SUPPLIED MATERIAL:
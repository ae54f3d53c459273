use crate::compat::{String, format};
use crate::error::{CallError, Result};
use crate::helpers::{prune_fragment, query_separator, visible_fragment};
use crate::request::RequestHeader;
use crate::scheme::{http_scheme, websocket_scheme};
use crate::token::TokenSource;
use crate::types::SchemeType;

/// An HTTP call produced by reverse routing: method, path plus query, and an
/// optional fragment.
///
/// The value is immutable. [`with_fragment`](Self::with_fragment) and
/// [`unique`](Self::unique) hand back modified copies.
///
/// The `url` is treated as an opaque, already encoded string. It is never
/// parsed; the only structure this type knows about is whether it holds a `?`.
///
/// # Examples
///
/// ```
/// use routecall::RoutedCall;
///
/// let call = RoutedCall::get("/users/42?active=true").with_fragment("profile");
///
/// assert_eq!(call.path(), "/users/42?active=true#profile");
/// assert_eq!(
///     call.absolute_url(true, "example.com"),
///     "https://example.com/users/42?active=true#profile"
/// );
/// assert_eq!(
///     call.web_socket_url(true, "example.com"),
///     "wss://example.com/users/42?active=true"
/// );
/// ```
#[derive(Debug, Clone, PartialEq, Eq, Hash)]
#[cfg_attr(feature = "serde", derive(serde::Serialize, serde::Deserialize))]
#[cfg_attr(feature = "serde", serde(try_from = "CallParts"))]
pub struct RoutedCall {
    method: String,
    url: String,
    #[cfg_attr(feature = "serde", serde(skip_serializing_if = "Option::is_none"))]
    fragment: Option<String>,
}

impl RoutedCall {
    /// Create a call from router output. Nothing is validated.
    pub fn new(method: impl Into<String>, url: impl Into<String>, fragment: Option<String>) -> Self {
        Self {
            method: method.into(),
            url: url.into(),
            fragment,
        }
    }

    /// A `GET` call without fragment
    pub fn get(url: impl Into<String>) -> Self {
        Self::new("GET", url, None)
    }

    /// A `POST` call without fragment
    pub fn post(url: impl Into<String>) -> Self {
        Self::new("POST", url, None)
    }

    /// Create a call, rejecting input a router should never produce.
    ///
    /// # Errors
    ///
    /// Returns [`CallError::InvalidArgument`] if `method` or `url` is empty, or
    /// if `url` contains a `#` (fragments are kept apart from the url).
    pub fn try_new(
        method: impl Into<String>,
        url: impl Into<String>,
        fragment: Option<String>,
    ) -> Result<Self> {
        let call = Self::new(method, url, fragment);
        validate(&call.method, &call.url)?;
        Ok(call)
    }

    /// Create a call from a relative reference that may carry a fragment.
    ///
    /// The reference is split at its first `#`; `"/a#"` yields an empty
    /// fragment, which renders as no fragment at all.
    ///
    /// # Errors
    ///
    /// Returns [`CallError::InvalidArgument`] if `method` or the url part is empty.
    ///
    /// # Examples
    ///
    /// ```
    /// use routecall::RoutedCall;
    ///
    /// let call = RoutedCall::from_reference("GET", "/docs?v=2#install").unwrap();
    /// assert_eq!(call.url(), "/docs?v=2");
    /// assert_eq!(call.fragment(), Some("install"));
    /// ```
    pub fn from_reference(method: impl Into<String>, reference: &str) -> Result<Self> {
        let (url, fragment) = prune_fragment(reference);
        Self::try_new(method, url, fragment.map(String::from))
    }

    pub fn method(&self) -> &str {
        &self.method
    }

    /// Path plus query, without fragment
    pub fn url(&self) -> &str {
        &self.url
    }

    /// Fragment without the leading `#`, exactly as stored (may be blank)
    pub fn fragment(&self) -> Option<&str> {
        self.fragment.as_deref()
    }

    /// Decompose into `(method, url, fragment)`
    pub fn into_parts(self) -> (String, String, Option<String>) {
        (self.method, self.url, self.fragment)
    }

    /// The url followed by `#fragment` when the fragment is not blank.
    ///
    /// Suitable for `Location` headers and `href` attributes when scheme and
    /// host are implied. Identical to the `Display` output.
    pub fn path(&self) -> String {
        let fragment = visible_fragment(self.fragment());
        let mut path = String::with_capacity(self.url.len() + fragment_len(fragment));
        path.push_str(&self.url);
        push_fragment(&mut path, fragment);
        path
    }

    /// Copy of this call with the fragment replaced
    #[must_use]
    pub fn with_fragment(&self, fragment: impl Into<String>) -> Self {
        Self {
            method: self.method.clone(),
            url: self.url.clone(),
            fragment: Some(fragment.into()),
        }
    }

    /// Copy of this call with the fragment cleared
    #[must_use]
    pub fn without_fragment(&self) -> Self {
        Self {
            method: self.method.clone(),
            url: self.url.clone(),
            fragment: None,
        }
    }

    /// Copy of this call with a random token appended to the query string,
    /// to defeat caches. See [`unique_with`](Self::unique_with).
    #[cfg(feature = "std")]
    #[must_use]
    pub fn unique(&self) -> Self {
        self.unique_with(&crate::token::RandomTokens)
    }

    /// Copy of this call with a token from `source` appended to the query string.
    ///
    /// The token is added as `?<token>`, or as `&<token>` when the url already
    /// contains a `?` anywhere. The fragment is carried over untouched.
    ///
    /// # Examples
    ///
    /// ```
    /// use routecall::{FixedToken, RoutedCall};
    ///
    /// let call = RoutedCall::get("/feed?page=2");
    /// assert_eq!(call.unique_with(&FixedToken(-17)).url(), "/feed?page=2&-17");
    /// ```
    #[must_use]
    pub fn unique_with<S: TokenSource + ?Sized>(&self, source: &S) -> Self {
        let token = source.next_token();
        let separator = query_separator(&self.url);
        tracing::trace!(url = %self.url, %separator, token, "uniquifying routed call");

        Self {
            method: self.method.clone(),
            url: format!("{}{separator}{token}", self.url),
            fragment: self.fragment.clone(),
        }
    }

    /// Absolute `http`/`https` URL on `host`, fragment included.
    ///
    /// `host` (`name[:port]`) is used verbatim; no default port is inserted.
    pub fn absolute_url(&self, secure: bool, host: &str) -> String {
        self.url_for_scheme(http_scheme(secure), host)
    }

    /// Absolute URL using the scheme and host of `request`.
    ///
    /// # Errors
    ///
    /// Returns [`CallError::InvalidArgument`] if the request carries no host.
    pub fn absolute_url_for<R: RequestHeader + ?Sized>(&self, request: &R) -> Result<String> {
        self.absolute_url_for_secure(request, request.secure())
    }

    /// Absolute URL using the host of `request`, forcing the scheme through `secure`.
    ///
    /// # Errors
    ///
    /// Returns [`CallError::InvalidArgument`] if the request carries no host.
    pub fn absolute_url_for_secure<R: RequestHeader + ?Sized>(
        &self,
        request: &R,
        secure: bool,
    ) -> Result<String> {
        let host = request_host(request)?;
        Ok(self.absolute_url(secure, host))
    }

    /// `ws`/`wss` URL on `host`.
    ///
    /// The fragment is never part of a WebSocket URL, so only the url is used.
    pub fn web_socket_url(&self, secure: bool, host: &str) -> String {
        self.url_for_scheme(websocket_scheme(secure), host)
    }

    /// WebSocket URL using the scheme and host of `request`.
    ///
    /// # Errors
    ///
    /// Returns [`CallError::InvalidArgument`] if the request carries no host.
    pub fn web_socket_url_for<R: RequestHeader + ?Sized>(&self, request: &R) -> Result<String> {
        self.web_socket_url_for_secure(request, request.secure())
    }

    /// WebSocket URL using the host of `request`, forcing the scheme through `secure`.
    ///
    /// # Errors
    ///
    /// Returns [`CallError::InvalidArgument`] if the request carries no host.
    pub fn web_socket_url_for_secure<R: RequestHeader + ?Sized>(
        &self,
        request: &R,
        secure: bool,
    ) -> Result<String> {
        let host = request_host(request)?;
        Ok(self.web_socket_url(secure, host))
    }

    /// Absolute URL with an explicit scheme.
    ///
    /// Fragments are rendered for `http`/`https` and left out for `ws`/`wss`.
    pub fn url_for_scheme(&self, scheme: SchemeType, host: &str) -> String {
        let fragment = if scheme.is_websocket() {
            None
        } else {
            visible_fragment(self.fragment())
        };
        let scheme = scheme.as_str();
        let mut out = String::with_capacity(
            scheme.len() + 3 + host.len() + self.url.len() + fragment_len(fragment),
        );
        out.push_str(scheme);
        out.push_str("://");
        out.push_str(host);
        out.push_str(&self.url);
        push_fragment(&mut out, fragment);
        out
    }
}

fn validate(method: &str, url: &str) -> Result<()> {
    let rejected = if method.is_empty() {
        CallError::invalid("method", "must not be empty")
    } else if url.is_empty() {
        CallError::invalid("url", "must not be empty")
    } else if prune_fragment(url).1.is_some() {
        CallError::invalid("url", "must not contain '#'")
    } else {
        return Ok(());
    };

    tracing::debug!(method, url, error = %rejected, "rejected routed call");
    Err(rejected)
}

fn request_host<R: RequestHeader + ?Sized>(request: &R) -> Result<&str> {
    request.host().ok_or_else(|| {
        tracing::debug!(secure = request.secure(), "request carries no host");
        CallError::invalid("host", "missing from request")
    })
}

fn fragment_len(fragment: Option<&str>) -> usize {
    fragment.map_or(0, |fragment| fragment.len() + 1)
}

fn push_fragment(out: &mut String, fragment: Option<&str>) {
    if let Some(fragment) = fragment {
        out.push('#');
        out.push_str(fragment);
    }
}

impl core::fmt::Display for RoutedCall {
    fn fmt(&self, f: &mut core::fmt::Formatter<'_>) -> core::fmt::Result {
        f.write_str(&self.url)?;
        if let Some(fragment) = visible_fragment(self.fragment()) {
            write!(f, "#{fragment}")?;
        }
        Ok(())
    }
}

impl From<RoutedCall> for String {
    fn from(call: RoutedCall) -> Self {
        call.path()
    }
}

impl From<&RoutedCall> for String {
    fn from(call: &RoutedCall) -> Self {
        call.path()
    }
}

/// Wire shape of a call, checked on the way in
#[cfg(feature = "serde")]
#[derive(serde::Deserialize)]
struct CallParts {
    method: String,
    url: String,
    #[serde(default)]
    fragment: Option<String>,
}

#[cfg(feature = "serde")]
impl TryFrom<CallParts> for RoutedCall {
    type Error = CallError;

    fn try_from(parts: CallParts) -> Result<Self> {
        Self::try_new(parts.method, parts.url, parts.fragment)
    }
}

WHAT TO PRODUCE: Among the records above, find each line holding "blank" and list it.

ANSWER SECTION:
    /// Fragment without the leading `#`, exactly as stored (may be blank)
    /// The url followed by `#fragment` when the fragment is not blank.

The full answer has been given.